By default MEME-ChIP will determine the background Markov model from the primary sequences (or from the control sequences if you provide them). You may select a Markov model order of 0 to 4. Alternately you may select "Upload background model" and input a file containing a background model.
The downloadable version of the MEME Suite contains a program named "fasta-get-markov" that you can use to create background model files in the correct format from FASTA sequence files.
This is where you tell MEME how you believe occurrences of the motifs are distributed among the sequences. Selecting the correct type of distribution improves the sensitivity and quality of the motif search.
MEME will keep searching until it finds this many motifs or it hits some other threshold like the maximum run time. Note that MEME does not use an p-value threhold like STREME, so you should always check the E-value of any found motifs.
This is the total number of sites in the training set where a single motif occurs. You can choose different limits for the minimum and maximum number of occurrences that MEME will consider. If you have prior knowledge about the number of occurrences that motifs have in your training set, limiting MEME's search in this way can can increase the likelihood of MEME finding true motifs.
MEME chooses the number of occurrences to report for each motif by optimizing a statistical heuristic function, restricting the number of occurrences to the range you give here, or using defaults described below if you leave these fields deselected.
| Distribution | Minimum | Maximum |
|---|---|---|
| Zero or one occurrence per sequence | sqrt(n) | n |
| One occurrence per sequence | n | n |
| Any number of repetitions | sqrt(n) | min(5*n, 600) |
Checking this box causes MEME to search only for DNA palindromes. This causes MEME to average the letter frequencies in corresponding motif columns together. For instance, if the width of the motif is 10, columns 1 and 10, 2 and 9, 3 and 8, etc., are averaged together. The averaging combines the frequency of A in one column with T in the other, and the frequency of C in one column with G in the other. If this box is not checked, the columns are not averaged together.
If your (primary) sequences are sorted in order of confidence (best to worst) then you should select this option. This will cause MEME not to randomize the the order of the (primary) sequences before sampling starting points if there are more than 1000 sequences. See the MEME documentation for the -norand option for more details.
STREME stops looking for motifs when one of these limits is met. There is an additional time limit which is set by the server operator.
Specify a minimum score for a match to be considered. If a sequence does not have any matches which meet this minimum score for a given motif, then that sequence will not be considered for that motif.
This option limits the maximum region size that CentriMo will test. This option is useful if your sequences are quite long (> 500 bp) or you are interested only in narrow regions of enrichment. Limiting the size of the maximum region reduces the impact of the multiple testing correction, increasing the sensitivity of the analysis. When this option is not supplied CentriMo will test region sizes up to one less than the maximum number of places that a given motif can align to the sequence.

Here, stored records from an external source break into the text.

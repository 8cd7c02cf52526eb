//! Turning payloads into models and back.
//!
//! Every model derives `Deserialize` with required identity fields and
//! defaulted optional ones, then implements [`Construct`] to clear the fields
//! its [`ResponseFlags`] did not ask for. [`Reconstruct`] comes for free for
//! any constructible model that also serializes under the same field names.

use crate::error::{Error, Result};
use crate::flags::ResponseFlags;
use serde::de::DeserializeOwned;
use serde::{Deserialize, Deserializer, Serialize};
use serde_json::Value;

/// A model built from one payload.
pub trait Construct: DeserializeOwned {
    /// Clear flag-gated fields that `flags` does not enable and pass the flags
    /// down to nested models.
    fn apply_flags(&mut self, _flags: ResponseFlags) {}

    /// Build from an owned payload.
    ///
    /// # Errors
    ///
    /// [`Error::MalformedResponse`] when a required field is missing or a
    /// field has the wrong shape.
    fn construct(payload: Value, flags: ResponseFlags) -> Result<Self> {
        let mut model: Self = serde_json::from_value(payload).map_err(malformed::<Self>)?;
        model.apply_flags(flags);
        Ok(model)
    }

    /// Build from a borrowed payload.
    ///
    /// # Errors
    ///
    /// Same as [`construct`](Self::construct).
    fn construct_ref(payload: &Value, flags: ResponseFlags) -> Result<Self> {
        let mut model = Self::deserialize(payload).map_err(malformed::<Self>)?;
        model.apply_flags(flags);
        Ok(model)
    }
}

fn malformed<T>(err: serde_json::Error) -> Error {
    let name = std::any::type_name::<T>();
    let name = name.rsplit("::").next().unwrap_or(name);
    Error::MalformedResponse(format!("{name}: {err}"))
}

/// A model that can be written back to a payload and rebuilt from it.
pub trait Reconstruct: Construct + Serialize {
    /// Payload holding every field the model was built with.
    ///
    /// # Errors
    ///
    /// Fails only if a field cannot be represented as JSON.
    fn to_payload(&self) -> Result<Value> {
        Ok(serde_json::to_value(self)?)
    }

    /// Rebuild from a payload produced by [`to_payload`](Self::to_payload).
    ///
    /// # Errors
    ///
    /// Same as [`Construct::construct`].
    fn reconstruct(payload: Value, flags: ResponseFlags) -> Result<Self> {
        Self::construct(payload, flags)
    }
}

impl<T: Construct + Serialize> Reconstruct for T {}

/// Deserialize `null` as `T::default()`.
///
/// Use with `#[serde(default, deserialize_with = "null_as_default")]`.
///
/// # Errors
///
/// Whatever `T`'s own deserialization returns.
pub fn null_as_default<'de, D, T>(deserializer: D) -> std::result::Result<T, D::Error>
where
    D: Deserializer<'de>,
    T: Default + Deserialize<'de>,
{
    Ok(Option::<T>::deserialize(deserializer)?.unwrap_or_default())
}

/// Deserialize an optional string, treating `""` like `null`.
///
/// # Errors
///
/// Fails if the value is neither a string nor null.
pub fn empty_string_as_none<'de, D>(deserializer: D) -> std::result::Result<Option<String>, D::Error>
where
    D: Deserializer<'de>,
{
    let value: Option<String> = Option::deserialize(deserializer)?;
    Ok(value.filter(|s| !s.is_empty()))
}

This is the E-value threshold CentriMo uses for reporting enriched central regions for motifs. If multiple enriched regions overlap then the region with the best p-value and smallest size will be output.

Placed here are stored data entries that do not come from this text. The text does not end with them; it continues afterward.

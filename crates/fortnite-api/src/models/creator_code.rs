//! Support-A-Creator codes.

use super::Account;
use fortnite_api_core::construct::Construct;
use fortnite_api_core::enums::CreatorCodeStatus;
use serde::{Deserialize, Serialize};

/// A creator code and the account it supports.
#[derive(Debug, Clone, PartialEq, Serialize, Deserialize)]
#[serde(rename_all = "camelCase")]
pub struct CreatorCode {
    /// The code.
    pub code: String,
    /// Supported account.
    pub account: Account,
    /// Whether the code can be used.
    #[serde(default)]
    pub status: CreatorCodeStatus,
    /// Whether the code is verified.
    #[serde(default)]
    pub verified: bool,
}

impl CreatorCode {
    /// True if the code can be used.
    #[must_use]
    pub fn is_active(&self) -> bool {
        self.status == CreatorCodeStatus::Active
    }
}

impl Construct for CreatorCode {}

This option causes all regions up to the maximum region size to be considered even if they are not in the center. This can be useful when your sequences are aligned on a genomic landmark (e.g., TSS) since a motif might be enriched at a particular distance upstream or downstream of the landmark.
This option causes CentriMo to store the identifiers (IDs) of sequences that have their best match in the most enriched region for each motif. This will allow you to easily extract the IDs of the sequences contributing to the enrichment of one or more motifs in the CentriMo output. This option makes the CentriMo output file much larger.